Task statement:
All lines from the one containing "self.pinned.object()" through the final line of the entries are to be written out verbatim; no other line is to be included.

[Dataset entries]
# # # # # # #
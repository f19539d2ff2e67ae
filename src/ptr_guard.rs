//! Standalone pins.
//!
//! A [`PtrGuard`] pins exactly one object and releases it on its own, independent of any other
//! pin.  It is a pin group with a single member: it owns a private [`Pinner`].

use crate::error::PinError;
use crate::pinner::{Pinned, Pinner};
use crate::util::escape::EscapeSlot;
use crate::util::pin_state::PinState;
use crate::util::ObjectReference;
use crate::vm::Pinnable;

/// One pinned object.  See the [module documentation](self).
///
/// A `PtrGuard` must be released with [`PtrGuard::release`] before it is dropped.  Dropping an
/// unreleased guard is reported as a leak.
pub struct PtrGuard {
    pinner: Pinner,
    pinned: Pinned,
    released: bool,
}

impl PtrGuard {
    /// Pin the object `pointer` refers to until [`PtrGuard::release`] is called.
    ///
    /// Panics if `pointer` does not denote managed memory.
    pub fn pin<P: Pinnable>(pointer: P) -> PtrGuard {
        Self::try_pin(pointer).unwrap_or_else(|e| panic!("{}", e))
    }

    /// Like [`PtrGuard::pin`], but returns an error instead of panicking.
    pub fn try_pin<P: Pinnable>(pointer: P) -> Result<PtrGuard, PinError> {
        let pinner = Pinner::with_owner("PtrGuard");
        let pinned = pinner.try_pin(pointer)?;
        Ok(PtrGuard {
            pinner,
            pinned,
            released: false,
        })
    }

    /// Store the pinned address into `slot`.  The slot is set to null when the guard is
    /// released.
    ///
    /// Panics if the guard has been released.
    pub fn poke(&self, slot: EscapeSlot) {
        self.try_poke(slot).unwrap_or_else(|e| panic!("{}", e))
    }

    /// Like [`PtrGuard::poke`], but returns an error instead of panicking.
    pub fn try_poke(&self, slot: EscapeSlot) -> Result<(), PinError> {
        if self.released {
            return Err(PinError::Released);
        }
        self.pinned.try_store(slot)
    }

    /// Zero every slot the pinned address was poked into, and unpin the object.  Blocks until the
    /// object is no longer held.  Releasing a released guard does nothing.
    pub fn release(&mut self) {
        if self.released {
            return;
        }
        self.pinner.unpin();
        self.released = true;
    }

    pub fn is_released(&self) -> bool {
        self.released
    }

    /// The pinned object.
    pub fn object(&self) -> ObjectReference {
        self.pinned.object()
    }

    /// The pinned address as a raw pointer.
    pub fn as_ptr<T>(&self) -> *const T {
        self.pinned.as_ptr()
    }

    pub fn state(&self) -> PinState {
        self.pinned.state()
    }

    /// The number of slots the pinned address has been poked into.
    pub fn escape_slots(&self) -> usize {
        self.pinner.escape_slots()
    }
}

impl std::fmt::Debug for PtrGuard {
    fn fmt(&self, f: &mut std::fmt::Formatter) -> std::fmt::Result {
        f.debug_struct("PtrGuard")
            .field("pinned", &self.pinned)
            .field("released", &self.released)
            .finish()
    }
}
# # # # # # #
Solution to this problem:
        self.pinned.object()
    }

    /// The pinned address as a raw pointer.
    pub fn as_ptr<T>(&self) -> *const T {
        self.pinned.as_ptr()
    }

    pub fn state(&self) -> PinState {
        self.pinned.state()
    }

    /// The number of slots the pinned address has been poked into.
    pub fn escape_slots(&self) -> usize {
        self.pinner.escape_slots()
    }
}

impl std::fmt::Debug for PtrGuard {
    fn fmt(&self, f: &mut std::fmt::Formatter) -> std::fmt::Result {
        f.debug_struct("PtrGuard")
            .field("pinned", &self.pinned)
            .field("released", &self.released)
            .finish()
    }
}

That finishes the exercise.